I am trying to solve a simple log parsing problem: given N log files logfile.20160601.txt logfile.29169692.txt ... I would save a parquet file with the date key of the log.
In order to accomplish that I found this way in order to get the inputSplit path.
val data = sc.textFile("/logdirectory/*.*")
val logsWithFileName = data.mapPartitionsWithInputSplit { (inputSplit, iterator) =>
val file = inputSplit.asInstanceOf[FileSplit]
val logDateKey = getDatekeyFromPath(file)

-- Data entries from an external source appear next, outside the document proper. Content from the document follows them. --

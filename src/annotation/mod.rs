//! Transcript-to-gene annotation map

use std::collections::HashMap;
use std::fs;
use std::path::Path;

use crate::error::{PipelineError, Result};

/// Mapping from transcript identifier to gene identifier for one organism
/// build. Many transcripts map to one gene; the map is immutable for the
/// duration of an analysis run.
#[derive(Debug, Clone)]
pub struct TranscriptGeneMap {
    tx_to_gene: HashMap<String, String>,
}

impl TranscriptGeneMap {
    pub fn new(tx_to_gene: HashMap<String, String>) -> Result<Self> {
        if tx_to_gene.is_empty() {
            return Err(PipelineError::EmptyData {
                reason: "transcript-to-gene map is empty".to_string(),
            });
        }
        Ok(Self { tx_to_gene })
    }

    /// Load a two-column delimited file (transcript id, gene id) derived from
    /// the organism build's annotation database. A header row is detected by
    /// a non-data first line and skipped.
    pub fn load<P: AsRef<Path>>(path: P) -> Result<Self> {
        let path = path.as_ref();
        let contents = fs::read_to_string(path).map_err(|_| PipelineError::MissingInput {
            paths: vec![path.to_path_buf()],
        })?;

        let delimiter = if contents.lines().next().unwrap_or("").contains('\t') {
            b'\t'
        } else {
            b','
        };

        let mut reader = csv::ReaderBuilder::new()
            .delimiter(delimiter)
            .has_headers(false)
            .trim(csv::Trim::All)
            .from_reader(contents.as_bytes());

        let mut tx_to_gene = HashMap::new();
        for (line, row) in reader.records().enumerate() {
            let row = row?;
            match (row.get(0), row.get(1)) {
                (Some(tx), Some(gene)) if !tx.is_empty() && !gene.is_empty() => {
                    if line == 0 && looks_like_header(tx, gene) {
                        continue;
                    }
                    tx_to_gene.insert(tx.to_string(), gene.to_string());
                }
                _ => {
                    return Err(PipelineError::InvalidMetadata {
                        reason: format!(
                            "malformed transcript-to-gene row in {}: {:?}",
                            path.display(),
                            row
                        ),
                    })
                }
            }
        }

        Self::new(tx_to_gene)
    }

    pub fn gene_for(&self, transcript: &str) -> Option<&str> {
        self.tx_to_gene.get(transcript).map(|s| s.as_str())
    }

    pub fn n_transcripts(&self) -> usize {
        self.tx_to_gene.len()
    }

    /// Unique gene identifiers, sorted for deterministic row order
    pub fn gene_ids(&self) -> Vec<String> {
        let mut genes: Vec<String> = self.tx_to_gene.values().cloned().collect();
        genes.sort();
        genes.dedup();
        genes
    }
}

/// First lines like `tx_id<TAB>gene_id` are column labels, not mappings.
/// Annotation exports frequently omit the header, so identifiers in the
/// first line count as data.
fn looks_like_header(tx: &str, gene: &str) -> bool {
    let tx = tx.to_ascii_lowercase();
    let gene = gene.to_ascii_lowercase();
    gene.contains("gene")
        || tx.contains("transcript")
        || tx == "tx"
        || tx.starts_with("tx_")
        || tx == "name"
}

#[cfg(test)]
mod tests {
    use super::*;
    use std::io::Write;
    use tempfile::NamedTempFile;

    #[test]
    fn test_load_and_lookup() {
        let mut file = NamedTempFile::new().unwrap();
        writeln!(file, "tx_id\tgene_id").unwrap();
        writeln!(file, "ENST0001\tENSG0001").unwrap();
        writeln!(file, "ENST0002\tENSG0001").unwrap();
        writeln!(file, "ENST0003\tENSG0002").unwrap();

        let map = TranscriptGeneMap::load(file.path()).unwrap();
        assert_eq!(map.n_transcripts(), 3);
        assert_eq!(map.gene_for("ENST0002"), Some("ENSG0001"));
        assert_eq!(map.gene_for("ENST0099"), None);
        assert_eq!(map.gene_ids(), vec!["ENSG0001", "ENSG0002"]);
    }

    #[test]
    fn test_headerless_file_keeps_first_row() {
        let mut file = NamedTempFile::new().unwrap();
        writeln!(file, "ENST0001\tENSG0001").unwrap();
        writeln!(file, "ENST0002\tENSG0002").unwrap();

        let map = TranscriptGeneMap::load(file.path()).unwrap();
        assert_eq!(map.n_transcripts(), 2);
        assert_eq!(map.gene_for("ENST0001"), Some("ENSG0001"));
        assert_eq!(map.gene_for("ENST0002"), Some("ENSG0002"));
    }

    #[test]
    fn test_header_row_not_taken_as_mapping() {
        let mut file = NamedTempFile::new().unwrap();
        writeln!(file, "TXNAME,GENEID").unwrap();
        writeln!(file, "ENST0001,ENSG0001").unwrap();

        let map = TranscriptGeneMap::load(file.path()).unwrap();
        assert_eq!(map.n_transcripts(), 1);
        assert_eq!(map.gene_for("TXNAME"), None);
        assert_eq!(map.gene_ids(), vec!["ENSG0001"]);
    }
}
//! Error types for the saliva differential expression pipeline

use std::path::PathBuf;

use thiserror::Error;

/// Main error type for pipeline operations
#[derive(Error, Debug)]
pub enum PipelineError {
    #[error("Missing input file(s): {}", paths.iter().map(|p| p.display().to_string()).collect::<Vec<_>>().join(", "))]
    MissingInput { paths: Vec<PathBuf> },

    #[error("Required column '{column}' not found in {}", path.display())]
    MissingColumn { column: String, path: PathBuf },

    #[error("Sample metadata does not match count matrix columns: {reason}")]
    SchemaMismatch { reason: String },

    #[error("Invalid count matrix: {reason}")]
    InvalidCountMatrix { reason: String },

    #[error("Invalid metadata: {reason}")]
    InvalidMetadata { reason: String },

    #[error("Dimension mismatch: expected {expected}, got {got}")]
    DimensionMismatch { expected: String, got: String },

    #[error("Invalid design: {reason}")]
    InvalidDesign { reason: String },

    #[error("Invalid contrast: {reason}")]
    InvalidContrast { reason: String },

    #[error("Model fitting failed: {reason}")]
    FitFailed { reason: String },

    #[error("Size factor estimation failed: {reason}")]
    SizeFactorFailed { reason: String },

    #[error("Export failed for {}: {source}", path.display())]
    ExportFailed {
        path: PathBuf,
        source: std::io::Error,
    },

    #[error("Empty data: {reason}")]
    EmptyData { reason: String },

    #[error("IO error: {0}")]
    IoError(#[from] std::io::Error),

    #[error("CSV parsing error: {0}")]
    CsvError(#[from] csv::Error),
}

/// Result type alias for pipeline operations
pub type Result<T> = std::result::Result<T, PipelineError>;
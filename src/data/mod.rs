//! Data structures for samples, counts, and their validated pairing

pub mod count_matrix;
pub mod dataset;
pub mod samples;

pub use count_matrix::GeneCountMatrix;
pub use dataset::DgeDataSet;
pub use samples::{SampleRecord, SampleSheet, CODE_SEPARATOR};
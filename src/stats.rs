//! Shared statistical helpers

/// 97.5th percentile of the standard normal
const QNORM_0975: f64 = 1.959963984540054;

/// Weighted quantile with normalized weights and right-continuous step
/// interpolation, so that uniform weights reproduce the ordinary
/// `1 + (n-1)*p` sample quantile.
pub fn weighted_quantile(x: &[f64], weights: &[f64], prob: f64) -> f64 {
    assert_eq!(x.len(), weights.len());

    let mut pairs: Vec<(f64, f64)> = x
        .iter()
        .zip(weights.iter())
        .filter(|(&xi, &wi)| wi > 0.0 && !xi.is_nan() && !wi.is_nan())
        .map(|(&xi, &wi)| (xi, wi))
        .collect();

    if pairs.is_empty() {
        return 0.0;
    }

    pairs.sort_by(|a, b| a.0.partial_cmp(&b.0).unwrap_or(std::cmp::Ordering::Equal));

    // Aggregate weights for tied x values
    let mut unique_x: Vec<f64> = Vec::new();
    let mut agg_weights: Vec<f64> = Vec::new();
    let mut prev_x = pairs[0].0;
    let mut sum_w = pairs[0].1;
    for &(xi, wi) in &pairs[1..] {
        if xi == prev_x {
            sum_w += wi;
        } else {
            unique_x.push(prev_x);
            agg_weights.push(sum_w);
            prev_x = xi;
            sum_w = wi;
        }
    }
    unique_x.push(prev_x);
    agg_weights.push(sum_w);

    // Normalize so the weights sum to the raw observation count
    let n_raw = pairs.len() as f64;
    let raw_weight_sum: f64 = pairs.iter().map(|&(_, w)| w).sum();
    let norm_factor = n_raw / raw_weight_sum;
    for w in agg_weights.iter_mut() {
        *w *= norm_factor;
    }

    let n: f64 = agg_weights.iter().sum();
    let order = 1.0 + (n - 1.0) * prob;
    let low = order.floor().max(1.0);
    let high = (low + 1.0).min(n);
    let frac = order - order.floor();

    let mut cum_weights: Vec<f64> = Vec::with_capacity(agg_weights.len());
    let mut cumsum = 0.0;
    for &w in &agg_weights {
        cumsum += w;
        cum_weights.push(cumsum);
    }

    let allq_low = step_interp_right(&cum_weights, &unique_x, low);
    let allq_high = step_interp_right(&cum_weights, &unique_x, high);

    (1.0 - frac) * allq_low + frac * allq_high
}

/// Right-continuous step lookup on (cumulative weight, value) pairs, clamped
/// at both ends.
fn step_interp_right(xs: &[f64], ys: &[f64], xout: f64) -> f64 {
    assert_eq!(xs.len(), ys.len());
    let n = xs.len();
    if n == 0 {
        return 0.0;
    }
    if xout <= xs[0] {
        return ys[0];
    }
    if xout >= xs[n - 1] {
        return ys[n - 1];
    }
    for i in 0..n {
        if xs[i] >= xout {
            return ys[i];
        }
    }
    ys[n - 1]
}

/// Variance matched to the weighted upper quantile of |x|:
/// `(wtd_quantile(|x|, 1 - uq) / qnorm(0.975))^2`. Used to size the
/// zero-centered prior for fold-change shrinkage.
pub fn match_weighted_upper_quantile_for_variance(
    x: &[f64],
    weights: &[f64],
    upper_quantile: f64,
) -> f64 {
    let abs_x: Vec<f64> = x.iter().map(|&v| v.abs()).collect();
    let prob = 1.0 - upper_quantile;

    let wtd_q = weighted_quantile(&abs_x, weights, prob);
    let sd_est = wtd_q / QNORM_0975;
    let var_est = sd_est * sd_est;

    if var_est <= 0.0 || !var_est.is_finite() {
        1e-6
    } else {
        var_est
    }
}

/// Sample quantile, linear interpolation between order statistics
/// (R's default type 7). `data` need not be sorted.
pub fn quantile_type7(data: &[f64], prob: f64) -> f64 {
    if data.is_empty() {
        return f64::NAN;
    }
    let mut sorted: Vec<f64> = data.to_vec();
    sorted.sort_by(|a, b| a.partial_cmp(b).unwrap_or(std::cmp::Ordering::Equal));

    let n = sorted.len();
    if n == 1 {
        return sorted[0];
    }
    let h = (n as f64 - 1.0) * prob;
    let lo = h.floor() as usize;
    let hi = (lo + 1).min(n - 1);
    let frac = h - h.floor();
    sorted[lo] * (1.0 - frac) + sorted[hi] * frac
}

/// Unweighted median; NaN on empty input
pub fn median(data: &[f64]) -> f64 {
    quantile_type7(data, 0.5)
}

/// Trimmed mean with trim fraction applied to each tail
pub fn trimmed_mean(data: &[f64], trim: f64) -> f64 {
    if data.is_empty() {
        return f64::NAN;
    }
    let mut sorted: Vec<f64> = data.to_vec();
    sorted.sort_by(|a, b| a.partial_cmp(b).unwrap_or(std::cmp::Ordering::Equal));
    let n = sorted.len();
    let k = ((n as f64) * trim).floor() as usize;
    if 2 * k >= n {
        return median(&sorted);
    }
    let slice = &sorted[k..n - k];
    slice.iter().sum::<f64>() / slice.len() as f64
}

/// Sample variance (n - 1 denominator); NaN for fewer than 2 values
pub fn sample_variance(data: &[f64]) -> f64 {
    let n = data.len();
    if n < 2 {
        return f64::NAN;
    }
    let mean = data.iter().sum::<f64>() / n as f64;
    data.iter().map(|&x| (x - mean).powi(2)).sum::<f64>() / (n as f64 - 1.0)
}

/// Trigamma function via the recurrence and asymptotic expansion
pub fn trigamma(x: f64) -> f64 {
    if x <= 0.0 {
        return f64::NAN;
    }
    let mut x = x;
    let mut acc = 0.0;
    // Shift into the asymptotic regime
    while x < 6.0 {
        acc += 1.0 / (x * x);
        x += 1.0;
    }
    let inv = 1.0 / x;
    let inv2 = inv * inv;
    // 1/x + 1/(2x^2) + 1/(6x^3) - 1/(30x^5) + 1/(42x^7)
    acc + inv
        + 0.5 * inv2
        + inv2 * inv * (1.0 / 6.0 - inv2 * (1.0 / 30.0 - inv2 / 42.0))
}

#[cfg(test)]
mod tests {
    use super::*;

    #[test]
    fn test_weighted_quantile_uniform_weights() {
        let x = vec![1.0, 2.0, 3.0, 4.0, 5.0];
        let w = vec![1.0; 5];
        let q50 = weighted_quantile(&x, &w, 0.5);
        assert!((q50 - 3.0).abs() < 1e-10, "median of 1..5 should be 3.0, got {}", q50);
    }

    #[test]
    fn test_weighted_quantile_skewed() {
        let x = vec![1.0, 2.0, 3.0, 4.0, 5.0];
        let w = vec![1.0, 1.0, 1.0, 1.0, 100.0];
        let q50 = weighted_quantile(&x, &w, 0.5);
        assert!(q50 >= 4.0, "weighted median should move toward 5.0, got {}", q50);
    }

    #[test]
    fn test_match_weighted_upper_quantile_for_variance() {
        let x = vec![0.1, -0.2, 0.3, -0.1, 0.5, -0.3, 0.2, -0.4, 0.15, -0.25];
        let w = vec![1.0; 10];
        let var = match_weighted_upper_quantile_for_variance(&x, &w, 0.05);
        assert!(var > 0.0 && var.is_finite());
    }

    #[test]
    fn test_quantile_type7() {
        let data = vec![1.0, 2.0, 3.0, 4.0];
        assert!((quantile_type7(&data, 0.5) - 2.5).abs() < 1e-12);
        assert!((quantile_type7(&data, 0.0) - 1.0).abs() < 1e-12);
        assert!((quantile_type7(&data, 1.0) - 4.0).abs() < 1e-12);
        assert!((quantile_type7(&data, 0.25) - 1.75).abs() < 1e-12);
    }

    #[test]
    fn test_trimmed_mean() {
        let data = vec![1.0, 2.0, 3.0, 4.0, 100.0];
        let tm = trimmed_mean(&data, 0.2);
        assert!((tm - 3.0).abs() < 1e-12);
    }

    #[test]
    fn test_trigamma_known_values() {
        // trigamma(1) = pi^2/6
        let expected = std::f64::consts::PI.powi(2) / 6.0;
        assert!((trigamma(1.0) - expected).abs() < 1e-8);
        // trigamma(x+1) = trigamma(x) - 1/x^2
        let x = 2.5;
        assert!((trigamma(x + 1.0) - (trigamma(x) - 1.0 / (x * x))).abs() < 1e-10);
    }

    #[test]
    fn test_step_interp_right() {
        let cum = vec![1.0, 2.0, 3.0];
        let x = vec![10.0, 20.0, 30.0];
        assert_eq!(step_interp_right(&cum, &x, 1.5), 20.0);
        assert_eq!(step_interp_right(&cum, &x, 0.5), 10.0);
        assert_eq!(step_interp_right(&cum, &x, 3.5), 30.0);
    }
}
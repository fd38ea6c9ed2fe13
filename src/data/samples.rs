//! Sample metadata: typed records, composite codes, tissue filtering

use std::collections::{HashMap, HashSet};
use std::fs;
use std::path::{Path, PathBuf};

use serde::{Deserialize, Serialize};

use crate::error::{PipelineError, Result};

/// Separator used to derive the composite sample code
pub const CODE_SEPARATOR: &str = "_";

/// One biological sample with its experimental conditions
#[derive(Debug, Clone, Serialize, Deserialize)]
pub struct SampleRecord {
    pub sample_id: String,
    /// Subject identifier from the descriptive-name table, when joined
    pub subject: Option<String>,
    pub product: String,
    pub tissue: String,
    pub timepoint: String,
    pub fortification: String,
}

impl SampleRecord {
    /// Composite code joining the identifying fields; this is the canonical
    /// key matching count-matrix columns and quantification subfolders.
    pub fn code(&self) -> String {
        [
            self.sample_id.as_str(),
            self.product.as_str(),
            self.tissue.as_str(),
            self.timepoint.as_str(),
        ]
        .join(CODE_SEPARATOR)
    }
}

/// Sample metadata table
#[derive(Debug, Clone)]
pub struct SampleSheet {
    records: Vec<SampleRecord>,
}

/// Columns the metadata file must provide (matched case-insensitively)
const REQUIRED_COLUMNS: [&str; 5] = ["sample", "product", "tissue", "timepoint", "fortification"];

fn detect_delimiter(first_line: &str) -> u8 {
    if first_line.contains('\t') {
        b'\t'
    } else {
        b','
    }
}

fn column_index(headers: &csv::StringRecord, name: &str) -> Option<usize> {
    headers
        .iter()
        .position(|h| h.trim().eq_ignore_ascii_case(name))
}

impl SampleSheet {
    pub fn new(records: Vec<SampleRecord>) -> Result<Self> {
        let sheet = Self { records };
        sheet.check_codes_unique()?;
        Ok(sheet)
    }

    /// Read the sample metadata table (tab or comma delimited, auto-detected).
    /// Fails if any required column is absent, naming the column.
    pub fn load<P: AsRef<Path>>(path: P) -> Result<Self> {
        let path = path.as_ref();
        let contents = fs::read_to_string(path).map_err(|_| PipelineError::MissingInput {
            paths: vec![path.to_path_buf()],
        })?;
        let delimiter = detect_delimiter(contents.lines().next().unwrap_or(""));

        let mut reader = csv::ReaderBuilder::new()
            .delimiter(delimiter)
            .trim(csv::Trim::All)
            .from_reader(contents.as_bytes());

        let headers = reader.headers()?.clone();
        let mut indices = Vec::with_capacity(REQUIRED_COLUMNS.len());
        for column in REQUIRED_COLUMNS {
            let idx = column_index(&headers, column).ok_or_else(|| PipelineError::MissingColumn {
                column: column.to_string(),
                path: path.to_path_buf(),
            })?;
            indices.push(idx);
        }

        let mut records = Vec::new();
        for row in reader.records() {
            let row = row?;
            if row.iter().all(|f| f.is_empty()) {
                continue;
            }
            let field = |i: usize| -> Result<String> {
                row.get(indices[i])
                    .map(|s| s.to_string())
                    .ok_or_else(|| PipelineError::InvalidMetadata {
                        reason: format!("row {:?} is missing fields", row),
                    })
            };
            records.push(SampleRecord {
                sample_id: field(0)?,
                subject: None,
                product: field(1)?,
                tissue: field(2)?,
                timepoint: field(3)?,
                fortification: field(4)?,
            });
        }

        if records.is_empty() {
            return Err(PipelineError::EmptyData {
                reason: format!("no samples found in {}", path.display()),
            });
        }

        Self::new(records)
    }

    /// Join the descriptive-name table (sample id, subject) onto the records.
    /// The table is one row per sample-subject pair with no header; a header
    /// line, if present, matches no sample id and is ignored by the join.
    /// Samples without a matching row keep `subject = None`.
    pub fn attach_subjects<P: AsRef<Path>>(&mut self, path: P) -> Result<()> {
        let path = path.as_ref();
        let contents = fs::read_to_string(path).map_err(|_| PipelineError::MissingInput {
            paths: vec![path.to_path_buf()],
        })?;
        let delimiter = detect_delimiter(contents.lines().next().unwrap_or(""));

        let mut reader = csv::ReaderBuilder::new()
            .delimiter(delimiter)
            .has_headers(false)
            .trim(csv::Trim::All)
            .from_reader(contents.as_bytes());

        let mut subjects: HashMap<String, String> = HashMap::new();
        for row in reader.records() {
            let row = row?;
            if let (Some(sample), Some(subject)) = (row.get(0), row.get(1)) {
                subjects.insert(sample.to_string(), subject.to_string());
            }
        }

        for record in &mut self.records {
            match subjects.get(&record.sample_id) {
                Some(subject) => record.subject = Some(subject.clone()),
                None => log::warn!(
                    "No descriptive name found for sample '{}'",
                    record.sample_id
                ),
            }
        }
        Ok(())
    }

    fn check_codes_unique(&self) -> Result<()> {
        let mut seen = HashSet::new();
        for record in &self.records {
            let code = record.code();
            if !seen.insert(code.clone()) {
                return Err(PipelineError::InvalidMetadata {
                    reason: format!("duplicate composite sample code '{}'", code),
                });
            }
        }
        Ok(())
    }

    /// Keep only samples of the given tissue type
    pub fn retain_tissue(&self, tissue: &str) -> Result<Self> {
        let records: Vec<SampleRecord> = self
            .records
            .iter()
            .filter(|r| r.tissue == tissue)
            .cloned()
            .collect();
        if records.is_empty() {
            return Err(PipelineError::EmptyData {
                reason: format!("no samples with tissue '{}'", tissue),
            });
        }
        Self::new(records)
    }

    pub fn records(&self) -> &[SampleRecord] {
        &self.records
    }

    pub fn n_samples(&self) -> usize {
        self.records.len()
    }

    pub fn codes(&self) -> Vec<String> {
        self.records.iter().map(|r| r.code()).collect()
    }

    /// Values of a design factor for each sample, in record order.
    /// `Group` is the synthetic product x timepoint combination (e.g. "B.Final").
    pub fn factor_values(&self, factor: &str) -> Result<Vec<String>> {
        let values = match factor {
            "Product" => self.records.iter().map(|r| r.product.clone()).collect(),
            "Timepoint" => self.records.iter().map(|r| r.timepoint.clone()).collect(),
            "Fortification" => self
                .records
                .iter()
                .map(|r| r.fortification.clone())
                .collect(),
            "Group" => self
                .records
                .iter()
                .map(|r| format!("{}.{}", r.product, r.timepoint))
                .collect(),
            other => {
                return Err(PipelineError::InvalidDesign {
                    reason: format!("unknown design factor '{}'", other),
                })
            }
        };
        Ok(values)
    }

    /// Unique levels of a factor, sorted; the first level is the reference
    pub fn levels(&self, factor: &str) -> Result<Vec<String>> {
        let mut levels = self.factor_values(factor)?;
        levels.sort();
        levels.dedup();
        Ok(levels)
    }

    /// Quantification file path for each sample: `<base>/<code>/quant.sf`
    pub fn quant_paths<P: AsRef<Path>>(&self, base: P) -> Vec<(String, PathBuf)> {
        self.records
            .iter()
            .map(|r| {
                let code = r.code();
                let path = base.as_ref().join(&code).join("quant.sf");
                (code, path)
            })
            .collect()
    }

    /// Reorder records to match the given composite codes.
    /// Fails if the code sets differ in any way.
    pub fn reorder_by_codes(&self, codes: &[String]) -> Result<Self> {
        let by_code: HashMap<String, &SampleRecord> =
            self.records.iter().map(|r| (r.code(), r)).collect();

        let missing: Vec<&String> = codes.iter().filter(|c| !by_code.contains_key(*c)).collect();
        if !missing.is_empty() {
            return Err(PipelineError::SchemaMismatch {
                reason: format!(
                    "count matrix columns without metadata: {}",
                    missing
                        .iter()
                        .map(|s| s.as_str())
                        .collect::<Vec<_>>()
                        .join(", ")
                ),
            });
        }
        if codes.len() != self.records.len() {
            let wanted: HashSet<&String> = codes.iter().collect();
            let extra: Vec<String> = self
                .records
                .iter()
                .map(|r| r.code())
                .filter(|c| !wanted.contains(c))
                .collect();
            return Err(PipelineError::SchemaMismatch {
                reason: format!("metadata samples without count column: {}", extra.join(", ")),
            });
        }

        let records = codes.iter().map(|c| by_code[c].clone()).collect();
        Self::new(records)
    }
}

#[cfg(test)]
mod tests {
    use super::*;
    use std::io::Write;
    use tempfile::NamedTempFile;

    pub(crate) fn toy_record(sample: &str, product: &str, timepoint: &str, fort: &str) -> SampleRecord {
        SampleRecord {
            sample_id: sample.to_string(),
            subject: None,
            product: product.to_string(),
            tissue: "Saliva".to_string(),
            timepoint: timepoint.to_string(),
            fortification: fort.to_string(),
        }
    }

    #[test]
    fn test_composite_code() {
        let record = toy_record("S01", "B", "Final", "Fortified");
        assert_eq!(record.code(), "S01_B_Saliva_Final");
    }

    #[test]
    fn test_load_and_filter_tissue() {
        let mut file = NamedTempFile::new().unwrap();
        writeln!(file, "Sample\tProduct\tTissue\tTimepoint\tFortification").unwrap();
        writeln!(file, "S01\tB\tSaliva\tInitial\tFortified").unwrap();
        writeln!(file, "S01\tB\tSaliva\tFinal\tFortified").unwrap();
        writeln!(file, "S02\tB\tPlasma\tInitial\tNon-Fortified").unwrap();

        let sheet = SampleSheet::load(file.path()).unwrap();
        assert_eq!(sheet.n_samples(), 3);

        let saliva = sheet.retain_tissue("Saliva").unwrap();
        assert_eq!(saliva.n_samples(), 2);
        assert!(saliva.codes().iter().all(|c| c.contains("Saliva")));
    }

    #[test]
    fn test_missing_column_is_named() {
        let mut file = NamedTempFile::new().unwrap();
        writeln!(file, "Sample,Product,Tissue,Timepoint").unwrap();
        writeln!(file, "S01,B,Saliva,Initial").unwrap();

        let err = SampleSheet::load(file.path()).unwrap_err();
        match err {
            PipelineError::MissingColumn { column, .. } => assert_eq!(column, "fortification"),
            other => panic!("unexpected error: {}", other),
        }
    }

    #[test]
    fn test_attach_subjects_headerless_keeps_first_pair() {
        let records = vec![
            toy_record("S01", "B", "Initial", "Fortified"),
            toy_record("S02", "B", "Final", "Fortified"),
        ];
        let mut sheet = SampleSheet::new(records).unwrap();

        let mut file = NamedTempFile::new().unwrap();
        writeln!(file, "S01\tSubjectA").unwrap();
        writeln!(file, "S02\tSubjectB").unwrap();

        sheet.attach_subjects(file.path()).unwrap();
        assert_eq!(sheet.records()[0].subject.as_deref(), Some("SubjectA"));
        assert_eq!(sheet.records()[1].subject.as_deref(), Some("SubjectB"));
    }

    #[test]
    fn test_attach_subjects_tolerates_header_line() {
        let records = vec![
            toy_record("S01", "B", "Initial", "Fortified"),
            toy_record("S02", "B", "Final", "Fortified"),
        ];
        let mut sheet = SampleSheet::new(records).unwrap();

        let mut file = NamedTempFile::new().unwrap();
        writeln!(file, "Sample\tSubject").unwrap();
        writeln!(file, "S01\tSubjectA").unwrap();
        writeln!(file, "S02\tSubjectB").unwrap();

        sheet.attach_subjects(file.path()).unwrap();
        assert_eq!(sheet.records()[0].subject.as_deref(), Some("SubjectA"));
        assert_eq!(sheet.records()[1].subject.as_deref(), Some("SubjectB"));
    }

    #[test]
    fn test_duplicate_codes_rejected() {
        let records = vec![
            toy_record("S01", "B", "Final", "Fortified"),
            toy_record("S01", "B", "Final", "Fortified"),
        ];
        assert!(SampleSheet::new(records).is_err());
    }

    #[test]
    fn test_group_factor_levels() {
        let records = vec![
            toy_record("S01", "A", "Initial", "Fortified"),
            toy_record("S02", "A", "Final", "Fortified"),
            toy_record("S03", "B", "Initial", "Non-Fortified"),
            toy_record("S04", "B", "Final", "Non-Fortified"),
        ];
        let sheet = SampleSheet::new(records).unwrap();
        let levels = sheet.levels("Group").unwrap();
        assert_eq!(levels, vec!["A.Final", "A.Initial", "B.Final", "B.Initial"]);
    }

    #[test]
    fn test_reorder_detects_mismatch() {
        let records = vec![
            toy_record("S01", "A", "Initial", "Fortified"),
            toy_record("S02", "A", "Final", "Fortified"),
        ];
        let sheet = SampleSheet::new(records).unwrap();

        let codes = vec!["S01_A_Saliva_Initial".to_string(), "S99_X_Saliva_Final".to_string()];
        let err = sheet.reorder_by_codes(&codes).unwrap_err();
        assert!(matches!(err, PipelineError::SchemaMismatch { .. }));

        let good = vec!["S02_A_Saliva_Final".to_string(), "S01_A_Saliva_Initial".to_string()];
        let reordered = sheet.reorder_by_codes(&good).unwrap();
        assert_eq!(reordered.records()[0].sample_id, "S02");
    }
}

iterator.map { tpl => ( logDateKey, tpl._2.toString) }
}
val logs = logsWithFileName.map(item => LogItem(item._1,item._2))
val df = logs.toDF
Now I try to save the dataframe
df.write.partitionBy("logdatekey", "hostname").save("C:/temp/results.parquet")
but I receive this message
Output directory file:/C:/temp/results.parquet already exists
org.apache.hadoop.mapred.FileAlreadyExistsException: Output directory file:/C:/temp/results.parquet already exists
at org.apache.hadoop.mapred.FileOutputFormat.checkOutputSpecs(FileOutputFormat.java:132)
at org.apache.spark.rdd.PairRDDFunctions$$anonfun$saveAsHadoopDataset$1.apply$mcV$sp(PairRDDFunctions.scala:1179)
Does anyone experimented this strange behavior? Could this be related to the use of input split?
Many thanks in adavance Rob